Beyond the categories enumerated above, which are focused on technology/IP transfer and cyber-theft, the USTR notice also invites submissions of “information on other acts, policies and practices of China relating to technology transfer, intellectual property, and innovation described in the President’s Memorandum,” leaving open the possibility for the investigation to widen. The announced scope of the investigation highlights the discretionary factors to be considered under the statute, indicating that USTR is not focused solely on actual violations of China’s obligations under international trade law.

Consistent with the statute, the notice provides that USTR has 12 months to make a determination as to whether action is warranted. If it is determined that action is warranted, USTR may consider a broad range of retaliatory tools, including the withdrawal of trade concessions, the imposition of duties or other import duties, and “all other appropriate and feasible action within the power of the President that the President may direct the Trade Representative to take…to enforce such rights or to obtain the elimination of such act, policy, or practice…[with actions that may be taken being] within the power of the President with respect to trade in any goods or services, or with respect to any other area of pertinent relations with the foreign country.” Retaliatory actions may be targeted at industries other than those directly linked to the identified harm.

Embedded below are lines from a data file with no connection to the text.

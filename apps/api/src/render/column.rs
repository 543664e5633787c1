use crate::layout::wrap_text;
use crate::render::context::TextStyle;
use crate::render::surface::{Element, Surface, LINE_HEIGHT};
use crate::style::Rgb;

/// A vertical flow region. Content is appended top to bottom and `y` tracks
/// the next free position.
#[derive(Debug, Clone, Copy)]
pub struct Column {
    pub x: f32,
    pub width: f32,
    pub y: f32,
}

impl Column {
    pub fn new(x: f32, y: f32, width: f32) -> Self {
        Self { x, width, y }
    }

    pub fn gap(&mut self, px: f32) {
        self.y += px;
    }

    /// Wrapped text across the full column width.
    pub fn text(&mut self, surface: &mut Surface, text: &str, style: TextStyle) {
        self.text_within(surface, text, style, 0.0, self.width);
    }

    /// Wrapped text starting `indent` px in, limited to `width`.
    pub fn text_within(
        &mut self,
        surface: &mut Surface,
        text: &str,
        style: TextStyle,
        indent: f32,
        width: f32,
    ) {
        let line_height = style.size * LINE_HEIGHT;
        for line in wrap_text(text, style.family, style.weight, style.size, width) {
            push_line(surface, self.x + indent, self.y, line, style);
            self.y += line_height;
        }
    }

    /// Wrapped text with every line centered in the column.
    pub fn centered(&mut self, surface: &mut Surface, text: &str, style: TextStyle) {
        let line_height = style.size * LINE_HEIGHT;
        for line in wrap_text(text, style.family, style.weight, style.size, self.width) {
            let x = self.x + ((self.width - style.width_of(&line)) / 2.0).max(0.0);
            push_line(surface, x, self.y, line, style);
            self.y += line_height;
        }
    }

    /// Left and right text on the same row; the left side wraps in the space
    /// the right side leaves.
    pub fn split_row(
        &mut self,
        surface: &mut Surface,
        left: &str,
        left_style: TextStyle,
        right: &str,
        right_style: TextStyle,
    ) {
        let right_w = if right.is_empty() {
            0.0
        } else {
            right_style.width_of(right)
        };
        if !right.is_empty() {
            let x = (self.x + self.width - right_w).max(self.x);
            push_line(surface, x, self.y, right.to_string(), right_style);
        }
        let left_width = (self.width - right_w - 8.0).max(self.width * 0.4);
        let start = self.y;
        self.text_within(surface, left, left_style, 0.0, left_width);
        if self.y == start && !right.is_empty() {
            self.y += right_style.size * LINE_HEIGHT;
        }
    }

    /// Bulleted list item with a small square marker.
    pub fn bullet(&mut self, surface: &mut Surface, text: &str, style: TextStyle, marker: Rgb) {
        let dot = (style.size * 0.3).max(3.0);
        let line_height = style.size * LINE_HEIGHT;
        surface.rounded_rect(
            self.x + 4.0,
            self.y + (line_height - dot) / 2.0,
            dot,
            dot,
            marker,
            dot / 2.0,
        );
        let indent = 16.0;
        self.text_within(surface, text, style, indent, self.width - indent);
    }

    /// Horizontal rule across the column.
    pub fn rule(&mut self, surface: &mut Surface, thickness: f32, color: Rgb) {
        surface.rect(self.x, self.y, self.width, thickness, color);
        self.y += thickness;
    }

    /// Proportional bar: a track with a filled portion of `fraction`.
    pub fn bar(&mut self, surface: &mut Surface, fraction: f32, height: f32, fill: Rgb) {
        let radius = height / 2.0;
        surface.rounded_rect(self.x, self.y, self.width, height, Rgb::TRACK, radius);
        let filled = self.width * fraction.clamp(0.0, 1.0);
        if filled > 0.0 {
            surface.rounded_rect(self.x, self.y, filled, height, fill, radius);
        }
        self.y += height;
    }

    /// `count` dots, the first `active` in `fill`, right-aligned on the current row.
    pub fn dots_right(&self, surface: &mut Surface, active: u8, count: u8, size: f32, fill: Rgb) {
        let spacing = size * 0.5;
        let total = count as f32 * size + (count.saturating_sub(1)) as f32 * spacing;
        let mut x = self.x + self.width - total;
        for i in 0..count {
            let color = if i < active { fill } else { Rgb::INACTIVE };
            surface.rounded_rect(x, self.y, size, size, color, size / 2.0);
            x += size + spacing;
        }
    }
}

fn push_line(surface: &mut Surface, x: f32, y: f32, text: String, style: TextStyle) {
    surface.push(Element::Text {
        x,
        y,
        text,
        size: style.size,
        family: style.family,
        weight: style.weight,
        color: style.color,
    });
}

USTR also has the discretion to come to an agreement with the foreign country’s government to eliminate or obtain compensation for the identified harm. As required by law, USTR has requested formal consultations with the Chinese government regarding the issues under investigation.

The behavior targeted by this Section 301 investigation reflects concerns of the international business community in China. For instance, 43 percent of companies responding to AmCham China’s annual Business Climate Survey in 2017 reported that reducing the need to engage in technology transfer would have at least a somewhat significant impact on increasing their investment levels in China. These companies may find this investigation to be an opportunity to advance their specific concerns. Meanwhile, Chinese companies that may be at risk for retaliatory action under Section 301, and U.S. companies potentially vulnerable to counter-retaliation by Chinese authorities, should carefully monitor the situation.

The Chinese government has expressed its concerns about the investigation. Suggesting that the United States is sending the wrong signal to the international community, a statement from the Ministry of Commerce asserts, “The United States’ disregard of World Trade Organization rules and use of domestic law to initiate a trade investigation against China is irresponsible, and its criticism of China is not objective.” While launching an investigation of China’s unfair trade practices is not, in and of itself, inconsistent with U.S. WTO obligations, imposition of some—though not all—of the retaliatory measures authorized under U.S. law could potentially violate WTO rules. China’s statements indicate that should the U.S. investigation lead to unilateral retaliatory action, China will respond in various ways, including by considering a challenge to such measures at the WTO.

The USTR notice calls for written comments by interested persons to be submitted by September 28. The interagency Section 301 Committee, which is chaired by the USTR, is scheduled to hold a hearing in Washington, D.C., on October 10. Requests to appear at the hearing are also due on September 28.

Zhijing Yu  contributed to the preparation of this article.